Task details:
If a line in the data has the string "before", please show it.

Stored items
#[cfg(test)]
mod tests {
    use super::*;
    use crate::store::MemoryStore;

    fn master() -> Key {
        Key::from_bytes([0x5A; 32])
    }

    fn open(store: &MemoryStore, id: Id) -> ObjectContext<'_, MemoryStore> {
        ObjectContext::open(store, id, &master(), AuthMode::Verified).unwrap()
    }

    #[test]
    fn test_empty_object_reads_beyond_end() {
        let store = MemoryStore::new();
        let ctx = open(&store, Id::from_bytes([1; 32]));
        assert_eq!(ctx.logical_size(), 0);
        assert_eq!(ctx.block_count(), 0);
        assert_eq!(ctx.read_block(0).unwrap(), BlockRead::BeyondEnd);
    }

    #[test]
    fn test_write_read_partial_block() {
        let store = MemoryStore::new();
        let mut ctx = open(&store, Id::from_bytes([1; 32]));
        ctx.write_block(0, b"hello world").unwrap();
        assert_eq!(ctx.logical_size(), 11);
        assert_eq!(
            ctx.read_block(0).unwrap(),
            BlockRead::Data(b"hello world".to_vec())
        );
        assert_eq!(ctx.read_block(1).unwrap(), BlockRead::BeyondEnd);
    }

    #[test]
    fn test_hole_reads_as_zeros() {
        let store = MemoryStore::new();
        let mut ctx = open(&store, Id::from_bytes([2; 32]));
        ctx.write_block(3, &[0xEE; 100]).unwrap();
        assert_eq!(ctx.logical_size(), 3 * BLOCK_SIZE as u64 + 100);
        assert_eq!(
            ctx.read_block(1).unwrap(),
            BlockRead::Data(vec![0u8; BLOCK_SIZE])
        );
        assert_eq!(store.get_block(ctx.id(), 1).unwrap(), None);
    }

    #[test]
    fn test_size_persists_across_contexts() {
        let store = MemoryStore::new();
        let id = Id::from_bytes([3; 32]);
        {
            let mut ctx = open(&store, id);
            ctx.write_block(1, &[7u8; BLOCK_SIZE]).unwrap();
        }
        let ctx = open(&store, id);
        assert_eq!(ctx.logical_size(), 2 * BLOCK_SIZE as u64);
        assert_eq!(
            ctx.read_block(1).unwrap(),
            BlockRead::Data(vec![7u8; BLOCK_SIZE])
        );
    }

    #[test]
    fn test_truncate_shrink_then_regrow_reads_zeros() {
        let store = MemoryStore::new();
        let mut ctx = open(&store, Id::from_bytes([4; 32]));
        ctx.write_block(0, &[1u8; BLOCK_SIZE]).unwrap();
        ctx.write_block(1, &[2u8; BLOCK_SIZE]).unwrap();

        ctx.truncate(100).unwrap();
        assert_eq!(ctx.read_block(1).unwrap(), BlockRead::BeyondEnd);
        assert_eq!(ctx.read_block(0).unwrap(), BlockRead::Data(vec![1u8; 100]));
        // Ciphertext for block 1 is still there
        assert!(store.get_block(ctx.id(), 1).unwrap().is_some());

        ctx.truncate(2 * BLOCK_SIZE as u64).unwrap();
        let mut expected = vec![1u8; 100];
        expected.resize(BLOCK_SIZE, 0);
        assert_eq!(ctx.read_block(0).unwrap(), BlockRead::Data(expected));
        assert_eq!(
            ctx.read_block(1).unwrap(),
            BlockRead::Data(vec![0u8; BLOCK_SIZE])
        );
    }

    #[test]
    fn test_write_past_stale_blocks_zeroes_them() {
        let store = MemoryStore::new();
        let mut ctx = open(&store, Id::from_bytes([5; 32]));
        for i in 0..3 {
            ctx.write_block(i, &[9u8; BLOCK_SIZE]).unwrap();
        }
        ctx.truncate(0).unwrap();
        ctx.write_block(2, b"tail").unwrap();
        assert_eq!(
            ctx.read_block(0).unwrap(),
            BlockRead::Data(vec![0u8; BLOCK_SIZE])
        );
        assert_eq!(
            ctx.read_block(1).unwrap(),
            BlockRead::Data(vec![0u8; BLOCK_SIZE])
        );
        assert_eq!(ctx.read_block(2).unwrap(), BlockRead::Data(b"tail".to_vec()));
    }

    #[test]
    fn test_tampered_record_fails_closed() {
        let store = MemoryStore::new();
        let mut ctx = open(&store, Id::from_bytes([6; 32]));
        ctx.write_block(0, b"secret").unwrap();
        store
            .with_block_mut(ctx.id(), 0, |r| r[0] ^= 0x01)
            .unwrap();
        let err = ctx.read_block(0).unwrap_err();
        assert!(matches!(
            err,
            SecureFsError::AuthenticationFailure { block: 0, .. }
        ));
    }

    #[test]
    fn test_unverified_mode_skips_tag_check() {
        let store = MemoryStore::new();
        let id = Id::from_bytes([7; 32]);
        let mut ctx = open(&store, id);
        ctx.write_block(0, b"secret").unwrap();
        store
            .with_block_mut(&id, 0, |r| {
                // Past the tag bytes that seed the keystream
                let last = r.len() - 1;
                r[last] ^= 0xFF;
            })
            .unwrap();

        let ctx = ObjectContext::open(&store, id, &master(), AuthMode::Unverified).unwrap();
        assert_eq!(ctx.read_block(0).unwrap(), BlockRead::Data(b"secret".to_vec()));
    }

    #[test]
    fn test_wrong_master_key_fails() {
        let store = MemoryStore::new();
        let id = Id::from_bytes([8; 32]);
        open(&store, id).write_block(0, b"data").unwrap();
        let other = ObjectContext::open(
            &store,
            id,
            &Key::from_bytes([0x11; 32]),
            AuthMode::Verified,
        )
        .unwrap();
        assert!(other.read_block(0).unwrap_err().is_authentication_failure());
    }

    #[test]
    fn test_read_only_rejects_writes() {
        let store = MemoryStore::new();
        let mut ctx = open(&store, Id::from_bytes([9; 32])).with_read_only(true);
        assert!(matches!(
            ctx.write_block(0, b"x"),
            Err(SecureFsError::ReadOnly)
        ));
        assert!(matches!(ctx.truncate(10), Err(SecureFsError::ReadOnly)));
    }

    #[test]
    fn test_byte_range_io() {
        let store = MemoryStore::new();
        let mut ctx = open(&store, Id::from_bytes([10; 32]));
        let data: Vec<u8> = (0..10_000u32).map(|i| (i % 251) as u8).collect();
        ctx.write_at(0, &data).unwrap();
        assert_eq!(ctx.logical_size(), 10_000);
        assert_eq!(ctx.block_count(), 3);

        ctx.write_at(4090, b"0123456789").unwrap();
        let mut expected = data.clone();
        expected[4090..4100].copy_from_slice(b"0123456789");
        assert_eq!(ctx.read_at(0, 20_000).unwrap(), expected);
        assert_eq!(ctx.read_at(4088, 4).unwrap(), &expected[4088..4092]);
        assert!(ctx.read_at(10_000, 5).unwrap().is_empty());
    }

    #[test]
    fn test_write_at_past_end_leaves_zero_gap() {
        let store = MemoryStore::new();
        let mut ctx = open(&store, Id::from_bytes([11; 32]));
        ctx.write_at(0, b"abc").unwrap();
        ctx.write_at(5000, b"xyz").unwrap();
        let all = ctx.read_at(0, 6000).unwrap();
        assert_eq!(all.len(), 5003);
        assert_eq!(&all[..3], b"abc");
        assert!(all[3..5000].iter().all(|&b| b == 0));
        assert_eq!(&all[5000..], b"xyz");
    }

    #[test]
    fn test_block_rewrite_does_not_reveal_plaintext_xor() {
        let store = MemoryStore::new();
        let id = Id::from_bytes([12; 32]);
        let mut ctx = open(&store, id);
        let p1 = [b'A'; BLOCK_SIZE];
        let p2 = [b'B'; BLOCK_SIZE];

        ctx.write_block(0, &p1).unwrap();
        let r1 = store.get_block(&id, 0).unwrap().unwrap();
        ctx.write_block(0, &p2).unwrap();
        let r2 = store.get_block(&id, 0).unwrap().unwrap();

        let ct_xor: Vec<u8> = r1[..BLOCK_SIZE]
            .iter()
            .zip(&r2[..BLOCK_SIZE])
            .map(|(a, b)| a ^ b)
            .collect();
        let pt_xor: Vec<u8> = p1.iter().zip(&p2).map(|(a, b)| a ^ b).collect();
        assert_ne!(ct_xor, pt_xor);

        // Recovering p2 from both records and p1 must fail
        let guess: Vec<u8> = r1[..BLOCK_SIZE]
            .iter()
            .zip(&r2[..BLOCK_SIZE])
            .zip(&p1)
            .map(|((a, b), p)| a ^ b ^ p)
            .collect();
        assert_ne!(guess, p2.to_vec());
        assert_eq!(ctx.read_block(0).unwrap(), BlockRead::Data(p2.to_vec()));
    }

    #[test]
    fn test_partial_rewrite_changes_whole_record() {
        let store = MemoryStore::new();
        let id = Id::from_bytes([13; 32]);
        let mut ctx = open(&store, id);
        ctx.write_at(0, &[0x11; BLOCK_SIZE]).unwrap();
        let before = store.get_block(&id, 0).unwrap().unwrap();
        ctx.write_at(10, b"x").unwrap();
        let after = store.get_block(&id, 0).unwrap().unwrap();

        // Untouched plaintext bytes must not keep their ciphertext
        let unchanged = before[..BLOCK_SIZE]
            .iter()
            .zip(&after[..BLOCK_SIZE])
            .filter(|(a, b)| a == b)
            .count();
        assert!(unchanged < BLOCK_SIZE / 2);
    }
}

Solution to the problem:
        let before = store.get_block(&id, 0).unwrap().unwrap();
        let unchanged = before[..BLOCK_SIZE]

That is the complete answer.